I wish that NPR would also organize a reading of the Gettysburg Address on Memorial Day. I believe the Gettysburg Address
perfectly summarizes what Memorial Day is all about; and
is, next to the Declaration and the Constitution, the greatest expression of what it means to be America. And even that is a close call.
The Gettysburg Address was delivered at what was, for all intents and purposes, the first Memorial Day event — the dedication of the national cemetery at Gettysburg. Americans have continued to celebrate Memorial Day in some form or fashion for over 160 years. It started as a way to remember the soldiers who had perished, originally by decorating their gravesites with flowers. For a while, there were different but complementary commemorations in Northern and Southern states, but by 1890 every state had made it a holiday. In 1968, Congress standardized the holiday as “Memorial Day” and moved its observance to the last Monday in May.
As opposed to Veterans Day, which is celebrated November 11, or Armed Forces Day, which is celebrated om the third Saturday in May, Memorial Day honors those who have fallen in battle. About 1.1 million lives have been lost in battle, and except for the Civil War, mostly not on American soil. Memorial Day is thus to have a somber and respectful tone. By the 1880s, the Grand Army of the Republic, a veterans’ fraternal organization, was providing handbooks to local chapters for commemorating the day. The handbooks counseled decorating the graves of the fallen, followed by “a simple and subdued graveyard service involving prayers, short patriotic speeches, and music ... and at the end perhaps a rifle salute.” A later version of the handbook, addressing the practicalities, encouraged family members to "exercise great care" in keeping the veterans sober.

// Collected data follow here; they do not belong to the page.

use std::time::Duration;

use sqlx::AnyConnection;

use crate::error::{Result, SequenceError};

#[derive(Debug, Clone, Copy, PartialEq, Eq)]
pub enum Dialect {
    Postgres,
    MySql,
    Sqlite,
}

#[derive(Debug, Clone, Copy, PartialEq, Eq)]
pub(crate) enum Failure {
    LockUnavailable,
    Serialization,
    DuplicateRow,
    OutOfRange,
}

impl Dialect {
    pub fn of(conn: &AnyConnection) -> Result<Self> {
        Self::from_backend_name(conn.backend_name())
    }

    pub fn from_backend_name(backend: &str) -> Result<Self> {
        match backend {
            "PostgreSQL" => Ok(Self::Postgres),
            "MySQL" => Ok(Self::MySql),
            "SQLite" => Ok(Self::Sqlite),
            other => Err(SequenceError::UnsupportedBackend(other.to_string())),
        }
    }

    pub fn from_url(url: &str) -> Result<Self> {
        let scheme = url.split(':').next().unwrap_or_default();
        match scheme {
            "postgres" | "postgresql" => Ok(Self::Postgres),
            "mysql" | "mariadb" => Ok(Self::MySql),
            "sqlite" => Ok(Self::Sqlite),
            other => Err(SequenceError::UnsupportedBackend(format!("url scheme {other:?}"))),
        }
    }

    pub fn name(self) -> &'static str {
        match self {
            Self::Postgres => "postgres",
            Self::MySql => "mysql",
            Self::Sqlite => "sqlite",
        }
    }

    // SQLite has no row locks; the whole database is claimed for writing instead.
    pub(crate) fn locks_database(self) -> bool {
        self == Self::Sqlite
    }

    pub(crate) fn select_last(self) -> &'static str {
        match self {
            Self::Postgres => "SELECT last FROM sequences WHERE name = $1",
            Self::MySql | Self::Sqlite => "SELECT last FROM sequences WHERE name = ?",
        }
    }

    pub(crate) fn lock_row(self, nowait: bool) -> &'static str {
        match (self, nowait) {
            (Self::Postgres, false) => "SELECT last FROM sequences WHERE name = $1 FOR UPDATE",
            (Self::Postgres, true) => "SELECT last FROM sequences WHERE name = $1 FOR UPDATE NOWAIT",
            (Self::MySql, false) => "SELECT last FROM sequences WHERE name = ? FOR UPDATE",
            (Self::MySql, true) => "SELECT last FROM sequences WHERE name = ? FOR UPDATE NOWAIT",
            (Self::Sqlite, _) => "UPDATE sequences SET last = last WHERE name = ?",
        }
    }

    pub(crate) fn insert(self) -> &'static str {
        match self {
            Self::Postgres => "INSERT INTO sequences (name, last) VALUES ($1, $2)",
            Self::MySql | Self::Sqlite => "INSERT INTO sequences (name, last) VALUES (?, ?)",
        }
    }

    pub(crate) fn update(self) -> &'static str {
        match self {
            Self::Postgres => "UPDATE sequences SET last = $1 WHERE name = $2",
            Self::MySql | Self::Sqlite => "UPDATE sequences SET last = ? WHERE name = ?",
        }
    }

    pub(crate) fn delete(self) -> &'static str {
        match self {
            Self::Postgres => "DELETE FROM sequences WHERE name = $1",
            Self::MySql | Self::Sqlite => "DELETE FROM sequences WHERE name = ?",
        }
    }

    // Binds: name, value on insert, increment on conflict, then (RETURNING dialects) the
    // highest value the row may reach. Past it the conflict update is skipped and
    // RETURNING yields no row.
    pub(crate) fn upsert(self) -> &'static str {
        match self {
            Self::Postgres => {
                r#"INSERT INTO sequences (name, last)
                   VALUES ($1, $2)
                   ON CONFLICT (name)
                   DO UPDATE SET last = sequences.last + $3
                   WHERE sequences.last <= CAST($4 AS BIGINT) - $3
                   RETURNING last"#
            }
            // BIGINT overflow is an error (SQLSTATE 22003) on MySQL, never a silent wrap.
            Self::MySql => {
                r#"INSERT INTO sequences (name, last)
                   VALUES (?, ?)
                   ON DUPLICATE KEY UPDATE last = last + ?"#
            }
            // SQLite would turn an overflowing sum into a REAL and store it.
            Self::Sqlite => {
                r#"INSERT INTO sequences (name, last)
                   VALUES (?1, ?2)
                   ON CONFLICT (name)
                   DO UPDATE SET last = sequences.last + ?3
                   WHERE sequences.last <= ?4 - ?3
                   RETURNING last"#
            }
        }
    }

    pub(crate) fn upsert_returns_value(self) -> bool {
        self != Self::MySql
    }

    /// Per-connection statement bounding how long a blocked lock request waits.
    pub(crate) fn lock_timeout_statement(self, timeout: Duration) -> String {
        let millis = timeout.as_millis().max(1);
        match self {
            Self::Postgres => format!("SET lock_timeout = {millis}"),
            Self::MySql => {
                let seconds = millis.div_ceil(1000);
                format!("SET SESSION innodb_lock_wait_timeout = {seconds}")
            }
            Self::Sqlite => format!("PRAGMA busy_timeout = {}", millis.min(i32::MAX as u128)),
        }
    }

    pub(crate) fn record_migration(self) -> &'static str {
        match self {
            Self::Postgres => "INSERT INTO _sequence_migrations (filename) VALUES ($1)",
            Self::MySql | Self::Sqlite => "INSERT INTO _sequence_migrations (filename) VALUES (?)",
        }
    }

    /// Maps a database error onto the sequence taxonomy. `nowait` tells a refused lock
    /// request apart from a blocking wait that ran out of time.
    pub(crate) fn classify(self, err: sqlx::Error, name: &str, nowait: bool) -> SequenceError {
        let failure = match &err {
            sqlx::Error::Database(db) => {
                let code = db.code();
                self.failure_of(code.as_deref(), db.message(), db.is_unique_violation())
            }
            _ => None,
        };

        match failure {
            Some(Failure::LockUnavailable) => lock_error(name, nowait),
            Some(Failure::Serialization) => SequenceError::SerializationFailure {
                name: name.to_string(),
                message: err.to_string(),
            },
            Some(Failure::DuplicateRow) => {
                SequenceError::DuplicateInitialization { name: name.to_string() }
            }
            Some(Failure::OutOfRange) => SequenceError::Exhausted { name: name.to_string() },
            None => SequenceError::Sql(err),
        }
    }

    pub(crate) fn failure_of(self, code: Option<&str>, message: &str, unique: bool) -> Option<Failure> {
        if unique {
            return Some(Failure::DuplicateRow);
        }
        match self {
            Self::Postgres => match code? {
                "55P03" => Some(Failure::LockUnavailable),
                "40001" | "40P01" => Some(Failure::Serialization),
                "23505" => Some(Failure::DuplicateRow),
                "22003" => Some(Failure::OutOfRange),
                _ => None,
            },
            Self::MySql => {
                if code == Some("40001") {
                    Some(Failure::Serialization)
                } else if code == Some("22003") {
                    Some(Failure::OutOfRange)
                } else if message.contains("NOWAIT") || message.contains("Lock wait timeout") {
                    Some(Failure::LockUnavailable)
                } else if message.starts_with("Duplicate entry") {
                    Some(Failure::DuplicateRow)
                } else {
                    None
                }
            }
            Self::Sqlite => {
                let code: i32 = code?.parse().ok()?;
                match code {
                    // SQLITE_BUSY_SNAPSHOT: the read snapshot went stale before the write.
                    517 => Some(Failure::Serialization),
                    1555 | 2067 => Some(Failure::DuplicateRow),
                    _ if matches!(code & 0xff, 5 | 6) => Some(Failure::LockUnavailable),
                    _ => None,
                }
            }
        }
    }
}

fn lock_error(name: &str, nowait: bool) -> SequenceError {
    let name = name.to_string();
    if nowait {
        SequenceError::LockUnavailable { name }
    } else {
        SequenceError::LockTimeout { name }
    }
}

It has become fashionable in modern times to criticize the wars we have fought, and the political leaders whose hubris and poor judgment got and kept us in them. Much of that is well-deserved. But the councils of the mighty did not really matter to Army Doctor Mary Edwards Walker, or Navy Lieutenant JG Weedon Osborne, or Marine Gunnery Sergeant John Canley, or Air Force Captain Lance Sijan, or Coast Guard Signalman First Class Douglas Munro. They were not fighting a great geopolitical chess game, or for booty, or to enslave others. They were doing their duty as they saw their duty to be done.
(Mary Edwards Walker, Weedon Osborne, and John Canley)
(Lance Sijan, Douglas Munro)
Walker was a woman. Canley was Black. Sijan was a Serbian whose father had immigrated to the U.S. Here at home, they did not enjoy all the so-called “blessings of liberty.” They fought not to protect their lived experience, but to defend and advance an ideal.
That’s why, for me, the most magnificent expression of the meaning of Memorial Day is Abraham Lincoln’s Gettysburg Address, which gave a new context and meaning to both the Declaration of Independence and the Constitution. A nation “conceived in Liberty and dedicated to the proposition that all men are created equal.” A war to test whether “any nation, so conceived and so dedicated, can long endure.” An “unfinished work,” a “great task remaining before us.” “A new birth of freedom,” so that “government of the people, by the people, for the people, shall not perish from the earth.”
Lincoln stood on a battlefield where 51,000 people had died in three days, and from that blood and carnage and stench (the deceased, hastily covered over in the July heat, had not all been reburied when the cemetery was dedicated that November) summoned a new meaning for the battle – “that these dead shall not have died in vain” – and a new purpose for the country going forward.
I encourage you to celebrate Memorial Day, in the spirit of honoring those who have given “the last full measure of devotion” to their country, by reading the Gettysburg Address for yourself.
(Lincoln at Gettysburg. He is seated, hatless, below and to the right of the flag. )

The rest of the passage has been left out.